The National Endowment for the Arts has highlighted a collaboration between the Squaxin Island Museum and The Evergreen State College’s Longhouse Education and Cultural Center as a model for how local artists can make a positive impact in their community.
In a new book titled “How to Do Creative Placemaking: An Action-Oriented Guide to Arts in Community Development,” a case study cites the local collaboration’s focus “on arts and culture as the center of their expression of tribal identity.”
“Creative placemaking” is defined by the NEA as “giving the arts a seat at the community development table.” The book promotes ideas for using the arts as a tool when considering anything from zoning to transit and real estate developments.
In a chapter called “Celebrating Community Identity,” the Olympia case study describes how a series of art residencies and community workshops led to production of traditional indigenous art as gifts for participants in the Tribal Canoe Journey. The annual event takes place around Puget Sound and attracts nearly 20,000 participants and spectators.
The tribe wanted to offer traditionally made gifts during its “potlatch ceremony” instead of store-bought souvenirs. Artwork from the collaboration included woven baskets, painted drums with elk hide, twined tunics and more. Artists of all ages represented 11 tribal groups.
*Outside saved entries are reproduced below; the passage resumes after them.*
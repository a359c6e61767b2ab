use clap::Parser;
use std::time::Duration;

#[derive(Parser, Debug, Clone)]
#[command(author, version, about, long_about = None)]
pub struct Args {
    // --- Answer Service Args ---
    /// Base URL of the answer service; questions are posted to {api_url}/preguntar
    #[arg(long, env = "API_URL", default_value = "http://localhost:5000/api")]
    pub api_url: String,

    /// Request timeout in seconds. 0 disables the timeout.
    #[arg(long, env = "REQUEST_TIMEOUT_SECS", default_value = "60")]
    pub timeout_secs: u64,

    /// Optional context string forwarded with every question
    #[arg(long, env = "EMI_CONTEXTO")]
    pub contexto: Option<String>,

    // --- General App Args ---
    /// Ask a single question, print the answer and exit (no interactive view)
    #[arg(long, short = 'q')]
    pub pregunta: Option<String>,

    /// Enable debug logging/output
    #[arg(long, env = "DEBUG", default_value = "false")]
    pub debug: bool,

    /// File receiving log output while the interactive view owns the terminal
    #[arg(long, env = "LOG_FILE", default_value = "emi-chat.log")]
    pub log_file: String,
}

impl Args {
    pub fn request_timeout(&self) -> Option<Duration> {
        if self.timeout_secs == 0 {
            None
        } else {
            Some(Duration::from_secs(self.timeout_secs))
        }
    }

    pub fn contexto(&self) -> Option<String> {
        self.contexto.clone().filter(|c| !c.trim().is_empty())
    }
}

#[cfg(test)]
mod tests {
    use super::*;

    #[test]
    fn defaults_point_at_local_backend() {
        let args = Args::parse_from(["emi-chat"]);
        assert_eq!(args.api_url, "http://localhost:5000/api");
        assert_eq!(args.request_timeout(), Some(Duration::from_secs(60)));
        assert!(args.pregunta.is_none());
    }

    #[test]
    fn zero_timeout_disables_it() {
        let args = Args::parse_from(["emi-chat", "--timeout-secs", "0"]);
        assert_eq!(args.request_timeout(), None);
    }

    #[test]
    fn blank_contexto_is_ignored() {
        let args = Args::parse_from(["emi-chat", "--contexto", "   "]);
        assert_eq!(args.contexto(), None);

        let args = Args::parse_from(["emi-chat", "--contexto", "RAC-2"]);
        assert_eq!(args.contexto().as_deref(), Some("RAC-2"));
    }
}
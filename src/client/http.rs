use reqwest::Client as HttpClient;
use reqwest::header::{ ACCEPT, CONTENT_TYPE };
use async_trait::async_trait;
use std::time::Duration;
use log::debug;
use super::AnswerService;
use crate::error::ChatError;
use crate::models::api::{ AnswerResponse, QuestionRequest };

const ASK_ROUTE: &str = "/preguntar";

#[derive(Debug, Clone)]
pub struct HttpAnswerClient {
    http: HttpClient,
    endpoint: String,
    contexto: Option<String>,
}

pub struct HttpAnswerClientBuilder {
    base_url: String,
    timeout: Option<Duration>,
    contexto: Option<String>,
}

impl HttpAnswerClientBuilder {
    pub fn timeout(mut self, timeout: Option<Duration>) -> Self {
        self.timeout = timeout;
        self
    }

    pub fn contexto(mut self, contexto: Option<String>) -> Self {
        self.contexto = contexto;
        self
    }

    pub fn build(self) -> Result<HttpAnswerClient, ChatError> {
        let base = self.base_url.trim().trim_end_matches('/');
        if reqwest::Url::parse(base).is_err() {
            return Err(ChatError::InvalidUrl(self.base_url.clone()));
        }

        let mut builder = HttpClient::builder();
        if let Some(timeout) = self.timeout {
            builder = builder.timeout(timeout);
        }

        Ok(HttpAnswerClient {
            http: builder.build()?,
            endpoint: format!("{}{}", base, ASK_ROUTE),
            contexto: self.contexto,
        })
    }
}

impl HttpAnswerClient {
    pub fn builder(base_url: &str) -> HttpAnswerClientBuilder {
        HttpAnswerClientBuilder {
            base_url: base_url.to_string(),
            timeout: None,
            contexto: None,
        }
    }

    pub fn new(base_url: &str) -> Result<Self, ChatError> {
        Self::builder(base_url).build()
    }
}

#[async_trait]
impl AnswerService for HttpAnswerClient {
    async fn ask(&self, question: &str) -> Result<AnswerResponse, ChatError> {
        let req = QuestionRequest {
            pregunta: question.to_string(),
            contexto: self.contexto.clone(),
        };
        debug!("POST {} ({} chars)", self.endpoint, question.len());

        // Status is not checked; the backend reports failures as JSON bodies.
        let resp = self.http
            .post(&self.endpoint)
            .header(CONTENT_TYPE, "application/json")
            .header(ACCEPT, "application/json")
            .json(&req)
            .send().await?;
        let status = resp.status();
        let body = resp.text().await?;
        debug!("Answer service replied {} ({} bytes)", status, body.len());

        // Only an object can carry `respuesta`; serde would read an array as a field sequence.
        match serde_json::from_str(&body)? {
            value @ serde_json::Value::Object(_) => Ok(serde_json::from_value(value).unwrap_or_default()),
            _ => Ok(AnswerResponse::default()),
        }
    }

    fn endpoint(&self) -> String {
        self.endpoint.clone()
    }
}
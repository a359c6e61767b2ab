use emi_chat::client::http::HttpAnswerClient;
use emi_chat::client::{ CONNECTION_FALLBACK, EMPTY_ANSWER_FALLBACK };
use emi_chat::models::chat::Role;
use emi_chat::view::format::{ format_for_display, DisplayContent };
use emi_chat::view::ChatView;
use std::time::Duration;
use wiremock::matchers::{ body_json, method, path };
use wiremock::{ Mock, MockServer, ResponseTemplate };

#[tokio::test]
async fn question_and_cited_answer_round_trip() {
    let mock_server = MockServer::start().await;

    Mock::given(method("POST"))
        .and(path("/api/preguntar"))
        .and(body_json(serde_json::json!({ "pregunta": "¿Qué exige el RAC-2?" })))
        .respond_with(
            ResponseTemplate::new(200).set_body_json(
                serde_json::json!({ "respuesta": "Según el artículo 5 del RAC-2: el motor debe..." })
            )
        )
        .expect(1)
        .mount(&mock_server)
        .await;

    let client = HttpAnswerClient::new(&format!("{}/api", mock_server.uri())).unwrap();
    let mut view = ChatView::new();
    view.submit("¿Qué exige el RAC-2?", &client).await;

    let messages = view.conversation().messages();
    assert_eq!(messages.len(), 2);
    assert_eq!(messages[0].role, Role::User);
    assert_eq!(messages[1].role, Role::Assistant);
    assert!(!view.is_loading());

    match format_for_display(&messages[1].content) {
        DisplayContent::Highlighted { heading, after, .. } => {
            assert_eq!(heading, "Según el artículo 5 del RAC-2:");
            assert_eq!(after, "el motor debe...");
        }
        other => panic!("expected a highlighted citation, got {:?}", other),
    }
}

#[tokio::test]
async fn empty_answer_and_outage_both_degrade_to_messages() {
    let mock_server = MockServer::start().await;

    Mock::given(method("POST"))
        .and(path("/preguntar"))
        .respond_with(ResponseTemplate::new(200).set_body_json(serde_json::json!({ "respuesta": "" })))
        .mount(&mock_server)
        .await;

    let client = HttpAnswerClient::new(&mock_server.uri()).unwrap();
    let mut view = ChatView::new();
    view.submit("hola", &client).await;
    assert_eq!(
        view.conversation().last().map(|m| m.content.as_str()),
        Some(EMPTY_ANSWER_FALLBACK)
    );

    let listener = std::net::TcpListener::bind("127.0.0.1:0").unwrap();
    let closed = format!("http://{}", listener.local_addr().unwrap());
    drop(listener);

    let offline = HttpAnswerClient::builder(&closed)
        .timeout(Some(Duration::from_secs(5)))
        .build()
        .unwrap();
    view.submit("¿Qué dice el artículo 3?", &offline).await;

    let messages = view.conversation().messages();
    assert_eq!(messages.len(), 4);
    assert_eq!(messages[3].role, Role::Assistant);
    assert_eq!(messages[3].content, CONNECTION_FALLBACK);
    assert!(!view.is_loading());
}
The effort was credited for helping the artists elevate their craft while finding new exhibition and business opportunities, according to the report.
“Their collective vision was to create residencies and workshops that would bring the significance of their traditional practices to the attention of broad audiences through their dances, songs and gift-giving,” the study said. “These residencies not only produced the gifts themselves, but also created an invaluable educational experience and — most importantly — became a way to continue traditional arts practices.”